2 is smaller than 5 so we increase

07  14  21  28  35  42  9   6   3

9 is larger than 2 so we hold at 4

07  14  21  28   35  42  49  6  3

6 is smaller than 9 so we increase to 5.

07  14  21   28  35   42  49   56  3

3 is smaller than 6 so we increase from 5 to 6

07  14  21 28 35 42 49 56  63

Voila! The multiples of 7.

What is the use of our snazzy new algorithm for generating the multiplication table? Since it generates the same multiplication table as the conventional algorithm, it must in some sense be equivalent. However, our algorithm seems to generate a little less waste. If you like making tables by adding and you want to show all the work in your additions (carrying the 1 etc.) you need to do scratchwork on a separate page and include only the answers in your finished multiplication table.Here however you can do each step on a single sheet of paper, with no step more complicated than adding 1. At the end, you have a finished multiplication table. I claim that for a student, this is a less tedious way of writing out a table.

Does this have any pedagogical uses? Can it help one to memorize the table?
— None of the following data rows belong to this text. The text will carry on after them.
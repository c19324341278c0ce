//! Database layer for the callpilot service.
//!
//! Provides SQLite connection pooling (via `r2d2`), WAL-mode initialization,
//! and embedded SQL migrations. Every table in callpilot is created through
//! the versioned migrations managed here.
//!
//! SQLite was chosen over a hosted document store so the service runs as a
//! single self-contained process: WAL mode gives concurrent readers with a
//! single writer, which matches the access pattern (many read-heavy API
//! requests, occasional assignment/session writes). Migrations are compiled
//! into the binary with `include_str!` so the schema cannot drift from the
//! code that queries it.

mod migrations;
mod pool;

pub use migrations::{run_migrations, MigrationError};
pub use pool::{create_pool, DbPool, PoolError, SqliteSettings};
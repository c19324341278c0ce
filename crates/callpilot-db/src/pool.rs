//! Connection pool creation and SQLite runtime configuration.

use r2d2::Pool;
use r2d2_sqlite::SqliteConnectionManager;
use rusqlite::OpenFlags;
use thiserror::Error;

/// Runtime tunables for SQLite connection behavior.
#[derive(Debug, Clone, Copy, PartialEq, Eq)]
pub struct SqliteSettings {
    /// Busy timeout applied to every pooled connection, in milliseconds.
    pub busy_timeout_ms: u64,

    /// Maximum number of pooled connections.
    pub pool_max_size: u32,
}

impl Default for SqliteSettings {
    fn default() -> Self {
        Self {
            busy_timeout_ms: 5_000,
            pool_max_size: 8,
        }
    }
}

/// A type alias for the SQLite connection pool.
pub type DbPool = Pool<SqliteConnectionManager>;

/// Errors that can occur when creating the database pool.
#[derive(Debug, Error)]
pub enum PoolError {
    /// Failed to build the connection pool.
    #[error("failed to create database connection pool: {0}")]
    PoolInit(#[from] r2d2::Error),
}

/// Creates a new SQLite connection pool with WAL mode and foreign keys
/// enabled on every connection.
///
/// # Arguments
///
/// * `db_path` - Path to the SQLite database file. Use `:memory:` for an
///   in-memory database (tests).
///
/// # Errors
///
/// Returns `PoolError::PoolInit` if the pool cannot be created.
pub fn create_pool(db_path: &str, settings: SqliteSettings) -> Result<DbPool, PoolError> {
    let flags = OpenFlags::SQLITE_OPEN_READ_WRITE
        | OpenFlags::SQLITE_OPEN_CREATE
        | OpenFlags::SQLITE_OPEN_FULL_MUTEX;

    let manager = SqliteConnectionManager::file(db_path)
        .with_flags(flags)
        .with_init(move |conn| {
            // WAL must actually take effect; in-memory databases report
            // "memory", which is fine.
            let journal_mode: String =
                conn.query_row("PRAGMA journal_mode = WAL;", [], |row| row.get(0))?;
            if journal_mode != "wal" && journal_mode != "memory" {
                return Err(rusqlite::Error::SqliteFailure(
                    rusqlite::ffi::Error::new(rusqlite::ffi::SQLITE_ERROR),
                    Some(format!("journal_mode WAL rejected, got: {journal_mode}")),
                ));
            }
            conn.execute_batch(&format!(
                "PRAGMA foreign_keys = ON;
                 PRAGMA busy_timeout = {};",
                settings.busy_timeout_ms
            ))
        });

    let pool = Pool::builder()
        .max_size(settings.pool_max_size)
        .build(manager)?;

    Ok(pool)
}
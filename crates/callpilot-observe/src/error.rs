//! Error types for the event log.

/// Errors that can occur during event log operations.
#[derive(Debug, thiserror::Error)]
pub enum ObserveError {
    /// A database operation failed.
    #[error("observe database error: {0}")]
    Database(#[from] rusqlite::Error),

    /// JSON serialization or deserialization failed.
    #[error("observe serialization error: {0}")]
    Serialization(#[from] serde_json::Error),
}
I don't really know. But I claim that the separation between finding the second and first digits is very natural. These steps involve different kinds of mathematics and conflating them may be what leads to some of the difficulties in memorizing the table. If we build the table this way, we see more of the hidden grammar of single digit multiplication.

How would I use this to teach Dagon? I would have him write out the multiplication table a lot of times. I would hope this would get him more accustomed to the shape of the table. Eventually when someone asked him what goes in a particular place in that table, it would be a location he was familiar with from having generated it so many times.

For the moment, the main thing impeding me from asking Dagon to do that is that he has some physical difficulty writing. When that is overcome, this may become a very practical approach.

If asked to explain to a professional mathematician what is good about this approach, I would respond that any approach to the multiplication table which increases the emphasis on the ring of integers modulo 10 cannot help but be clearer than the original presentation.